=== TASK DESCRIPTION ===
How many lines in the entries below include the word "rows"? Respond with the number only.

=== DATA ===
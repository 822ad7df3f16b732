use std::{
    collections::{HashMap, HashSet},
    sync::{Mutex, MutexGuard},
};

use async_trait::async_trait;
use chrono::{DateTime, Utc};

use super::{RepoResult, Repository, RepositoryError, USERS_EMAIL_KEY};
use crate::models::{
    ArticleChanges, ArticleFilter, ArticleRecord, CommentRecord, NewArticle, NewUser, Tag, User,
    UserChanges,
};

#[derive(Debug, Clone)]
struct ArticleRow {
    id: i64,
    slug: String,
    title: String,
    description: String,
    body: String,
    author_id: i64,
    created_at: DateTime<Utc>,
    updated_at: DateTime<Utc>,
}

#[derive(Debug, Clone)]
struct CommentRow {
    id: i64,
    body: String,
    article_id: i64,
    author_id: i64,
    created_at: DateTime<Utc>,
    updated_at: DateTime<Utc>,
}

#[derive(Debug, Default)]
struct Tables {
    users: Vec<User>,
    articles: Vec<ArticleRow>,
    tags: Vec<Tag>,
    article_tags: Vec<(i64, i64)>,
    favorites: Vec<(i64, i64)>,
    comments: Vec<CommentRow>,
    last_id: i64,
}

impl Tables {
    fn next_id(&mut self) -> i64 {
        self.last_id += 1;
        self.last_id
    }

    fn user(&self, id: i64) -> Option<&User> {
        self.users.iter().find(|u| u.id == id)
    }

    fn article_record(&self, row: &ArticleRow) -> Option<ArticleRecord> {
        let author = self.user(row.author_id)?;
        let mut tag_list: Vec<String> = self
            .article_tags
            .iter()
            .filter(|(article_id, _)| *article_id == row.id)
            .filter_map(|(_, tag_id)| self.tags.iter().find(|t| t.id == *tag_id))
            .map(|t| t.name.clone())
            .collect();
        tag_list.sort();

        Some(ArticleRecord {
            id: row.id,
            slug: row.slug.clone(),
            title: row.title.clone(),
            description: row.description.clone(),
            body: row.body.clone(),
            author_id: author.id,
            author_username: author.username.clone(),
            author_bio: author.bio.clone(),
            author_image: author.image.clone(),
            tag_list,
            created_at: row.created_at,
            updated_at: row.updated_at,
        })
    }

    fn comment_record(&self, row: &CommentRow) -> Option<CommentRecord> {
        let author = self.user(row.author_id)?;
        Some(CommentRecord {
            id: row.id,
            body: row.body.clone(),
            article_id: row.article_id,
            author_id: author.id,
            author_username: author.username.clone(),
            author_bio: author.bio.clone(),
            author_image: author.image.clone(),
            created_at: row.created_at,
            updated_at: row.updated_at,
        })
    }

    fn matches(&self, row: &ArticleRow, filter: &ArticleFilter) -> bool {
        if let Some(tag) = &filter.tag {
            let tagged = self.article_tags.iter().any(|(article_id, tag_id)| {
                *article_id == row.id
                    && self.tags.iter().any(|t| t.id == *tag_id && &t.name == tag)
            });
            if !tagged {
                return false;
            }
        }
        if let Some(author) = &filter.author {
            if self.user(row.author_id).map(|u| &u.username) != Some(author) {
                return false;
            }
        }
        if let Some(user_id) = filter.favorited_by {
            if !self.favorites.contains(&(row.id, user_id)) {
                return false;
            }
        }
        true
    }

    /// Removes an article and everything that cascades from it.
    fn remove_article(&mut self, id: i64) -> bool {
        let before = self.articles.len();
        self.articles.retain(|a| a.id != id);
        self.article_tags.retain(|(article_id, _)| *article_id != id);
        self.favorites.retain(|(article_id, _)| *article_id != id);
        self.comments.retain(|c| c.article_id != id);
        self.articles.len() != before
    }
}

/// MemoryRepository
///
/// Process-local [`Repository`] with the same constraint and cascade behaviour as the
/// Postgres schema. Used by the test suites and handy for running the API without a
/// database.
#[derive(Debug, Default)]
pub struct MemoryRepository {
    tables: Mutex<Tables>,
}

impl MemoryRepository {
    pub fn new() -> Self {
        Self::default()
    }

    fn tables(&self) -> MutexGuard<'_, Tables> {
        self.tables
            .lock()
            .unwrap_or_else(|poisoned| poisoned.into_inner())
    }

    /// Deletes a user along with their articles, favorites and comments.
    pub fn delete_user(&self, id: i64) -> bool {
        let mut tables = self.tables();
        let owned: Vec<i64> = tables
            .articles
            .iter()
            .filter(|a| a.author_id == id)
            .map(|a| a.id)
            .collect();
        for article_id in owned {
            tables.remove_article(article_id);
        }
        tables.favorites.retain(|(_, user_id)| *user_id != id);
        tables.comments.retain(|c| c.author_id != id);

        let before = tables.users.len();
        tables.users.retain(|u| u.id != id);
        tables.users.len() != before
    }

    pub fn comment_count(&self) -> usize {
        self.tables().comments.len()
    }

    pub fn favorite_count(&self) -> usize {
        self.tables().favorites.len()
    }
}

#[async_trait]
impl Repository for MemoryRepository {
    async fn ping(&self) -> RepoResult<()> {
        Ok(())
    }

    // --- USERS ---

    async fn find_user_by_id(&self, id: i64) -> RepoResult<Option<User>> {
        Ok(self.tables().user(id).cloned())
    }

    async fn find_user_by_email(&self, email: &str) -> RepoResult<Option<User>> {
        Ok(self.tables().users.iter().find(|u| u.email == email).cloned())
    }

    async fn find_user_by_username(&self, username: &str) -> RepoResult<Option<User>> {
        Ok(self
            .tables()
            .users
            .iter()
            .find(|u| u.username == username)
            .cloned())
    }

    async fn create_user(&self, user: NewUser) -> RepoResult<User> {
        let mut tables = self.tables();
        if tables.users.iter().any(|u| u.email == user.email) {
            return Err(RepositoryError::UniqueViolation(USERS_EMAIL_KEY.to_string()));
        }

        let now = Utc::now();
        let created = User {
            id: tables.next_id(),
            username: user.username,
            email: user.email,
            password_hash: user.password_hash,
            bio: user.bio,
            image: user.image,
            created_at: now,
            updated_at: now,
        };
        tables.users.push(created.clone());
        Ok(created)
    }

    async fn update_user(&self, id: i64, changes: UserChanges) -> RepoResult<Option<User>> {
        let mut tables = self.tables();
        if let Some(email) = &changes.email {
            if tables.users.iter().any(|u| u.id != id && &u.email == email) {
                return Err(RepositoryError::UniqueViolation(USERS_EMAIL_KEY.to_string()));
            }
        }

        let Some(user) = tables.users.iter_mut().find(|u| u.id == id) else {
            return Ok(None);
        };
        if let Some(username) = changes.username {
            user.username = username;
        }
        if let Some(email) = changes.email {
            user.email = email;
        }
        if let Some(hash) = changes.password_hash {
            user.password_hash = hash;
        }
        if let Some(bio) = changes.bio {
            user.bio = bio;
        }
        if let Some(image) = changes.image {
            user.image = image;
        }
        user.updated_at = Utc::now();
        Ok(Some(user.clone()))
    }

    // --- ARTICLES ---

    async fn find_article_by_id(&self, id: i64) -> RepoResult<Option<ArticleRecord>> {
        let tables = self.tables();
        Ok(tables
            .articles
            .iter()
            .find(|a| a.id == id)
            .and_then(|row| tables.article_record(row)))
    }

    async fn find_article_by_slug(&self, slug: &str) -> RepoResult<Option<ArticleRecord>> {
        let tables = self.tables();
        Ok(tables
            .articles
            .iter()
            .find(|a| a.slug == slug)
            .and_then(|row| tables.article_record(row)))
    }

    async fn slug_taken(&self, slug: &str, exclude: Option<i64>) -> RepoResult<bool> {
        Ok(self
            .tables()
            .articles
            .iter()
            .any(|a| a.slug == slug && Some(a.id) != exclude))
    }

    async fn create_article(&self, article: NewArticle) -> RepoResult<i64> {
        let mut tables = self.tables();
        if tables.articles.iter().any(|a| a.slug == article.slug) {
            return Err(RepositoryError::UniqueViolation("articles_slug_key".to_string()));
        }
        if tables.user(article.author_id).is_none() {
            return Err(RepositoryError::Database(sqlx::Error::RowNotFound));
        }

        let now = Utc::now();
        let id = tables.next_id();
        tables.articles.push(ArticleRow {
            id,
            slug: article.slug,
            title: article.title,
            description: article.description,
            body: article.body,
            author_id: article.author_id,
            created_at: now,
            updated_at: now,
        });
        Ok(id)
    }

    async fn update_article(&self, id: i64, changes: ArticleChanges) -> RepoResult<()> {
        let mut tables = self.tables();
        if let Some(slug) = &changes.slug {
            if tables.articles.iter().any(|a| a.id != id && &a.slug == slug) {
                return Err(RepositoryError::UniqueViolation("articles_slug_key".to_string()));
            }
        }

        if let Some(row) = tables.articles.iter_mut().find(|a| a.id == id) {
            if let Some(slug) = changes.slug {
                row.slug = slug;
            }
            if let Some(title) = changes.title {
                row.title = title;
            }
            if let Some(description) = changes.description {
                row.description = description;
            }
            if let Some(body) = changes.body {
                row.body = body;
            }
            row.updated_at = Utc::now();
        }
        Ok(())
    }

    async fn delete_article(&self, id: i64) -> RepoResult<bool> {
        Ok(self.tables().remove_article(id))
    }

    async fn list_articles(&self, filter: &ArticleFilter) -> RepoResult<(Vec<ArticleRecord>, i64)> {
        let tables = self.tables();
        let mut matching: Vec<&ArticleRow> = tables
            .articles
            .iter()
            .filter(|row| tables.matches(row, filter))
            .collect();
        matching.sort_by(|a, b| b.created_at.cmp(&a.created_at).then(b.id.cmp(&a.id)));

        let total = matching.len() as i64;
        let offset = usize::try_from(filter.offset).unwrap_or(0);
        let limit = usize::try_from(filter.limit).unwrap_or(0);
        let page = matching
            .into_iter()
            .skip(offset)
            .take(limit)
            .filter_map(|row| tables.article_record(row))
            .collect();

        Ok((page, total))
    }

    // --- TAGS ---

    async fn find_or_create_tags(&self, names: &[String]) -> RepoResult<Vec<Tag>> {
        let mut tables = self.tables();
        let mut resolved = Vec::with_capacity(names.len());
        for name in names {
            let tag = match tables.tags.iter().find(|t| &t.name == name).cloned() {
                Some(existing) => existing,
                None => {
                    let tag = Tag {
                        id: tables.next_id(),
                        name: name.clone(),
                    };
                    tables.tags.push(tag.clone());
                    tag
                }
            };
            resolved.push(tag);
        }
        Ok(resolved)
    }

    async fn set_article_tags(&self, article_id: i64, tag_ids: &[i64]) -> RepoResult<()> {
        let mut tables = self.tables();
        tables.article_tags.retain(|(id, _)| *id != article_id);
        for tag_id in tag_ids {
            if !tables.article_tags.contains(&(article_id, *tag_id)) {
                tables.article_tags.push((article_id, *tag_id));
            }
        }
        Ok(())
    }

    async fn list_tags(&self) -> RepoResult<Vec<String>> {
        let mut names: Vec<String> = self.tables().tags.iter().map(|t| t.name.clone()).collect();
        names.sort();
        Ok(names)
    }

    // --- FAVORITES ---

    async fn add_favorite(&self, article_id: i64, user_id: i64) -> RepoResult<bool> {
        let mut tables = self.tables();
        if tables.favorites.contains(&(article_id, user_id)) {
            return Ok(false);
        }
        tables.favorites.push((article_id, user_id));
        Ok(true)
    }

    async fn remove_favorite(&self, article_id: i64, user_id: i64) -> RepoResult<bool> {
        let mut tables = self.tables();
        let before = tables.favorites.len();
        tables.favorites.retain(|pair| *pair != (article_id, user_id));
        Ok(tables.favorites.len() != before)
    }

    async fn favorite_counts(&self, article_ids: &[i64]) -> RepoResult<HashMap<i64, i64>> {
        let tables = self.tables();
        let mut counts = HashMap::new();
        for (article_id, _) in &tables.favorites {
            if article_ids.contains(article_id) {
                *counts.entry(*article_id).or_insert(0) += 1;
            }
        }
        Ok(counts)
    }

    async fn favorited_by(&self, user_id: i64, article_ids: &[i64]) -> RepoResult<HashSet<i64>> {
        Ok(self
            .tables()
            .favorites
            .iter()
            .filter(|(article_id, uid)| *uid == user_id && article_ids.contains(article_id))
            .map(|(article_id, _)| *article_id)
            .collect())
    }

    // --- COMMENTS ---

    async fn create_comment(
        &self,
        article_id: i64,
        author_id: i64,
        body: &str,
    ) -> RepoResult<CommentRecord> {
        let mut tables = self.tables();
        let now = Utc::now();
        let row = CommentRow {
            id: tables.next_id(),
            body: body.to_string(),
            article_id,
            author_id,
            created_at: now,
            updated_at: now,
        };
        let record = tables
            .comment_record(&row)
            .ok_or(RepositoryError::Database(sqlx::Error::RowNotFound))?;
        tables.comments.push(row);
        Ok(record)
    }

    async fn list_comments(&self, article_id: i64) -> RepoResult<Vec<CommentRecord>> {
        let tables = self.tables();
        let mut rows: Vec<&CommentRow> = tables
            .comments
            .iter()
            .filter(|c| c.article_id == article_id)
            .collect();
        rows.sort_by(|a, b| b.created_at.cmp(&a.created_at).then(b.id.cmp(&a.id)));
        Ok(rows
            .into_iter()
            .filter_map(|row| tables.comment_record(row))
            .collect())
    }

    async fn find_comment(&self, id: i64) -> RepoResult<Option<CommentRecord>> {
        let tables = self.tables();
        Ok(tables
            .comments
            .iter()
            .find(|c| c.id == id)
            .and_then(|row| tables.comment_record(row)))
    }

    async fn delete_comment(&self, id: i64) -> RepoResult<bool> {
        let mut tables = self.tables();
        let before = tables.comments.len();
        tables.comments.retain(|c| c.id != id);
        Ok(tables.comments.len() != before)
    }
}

=== TASK ANSWER ===
3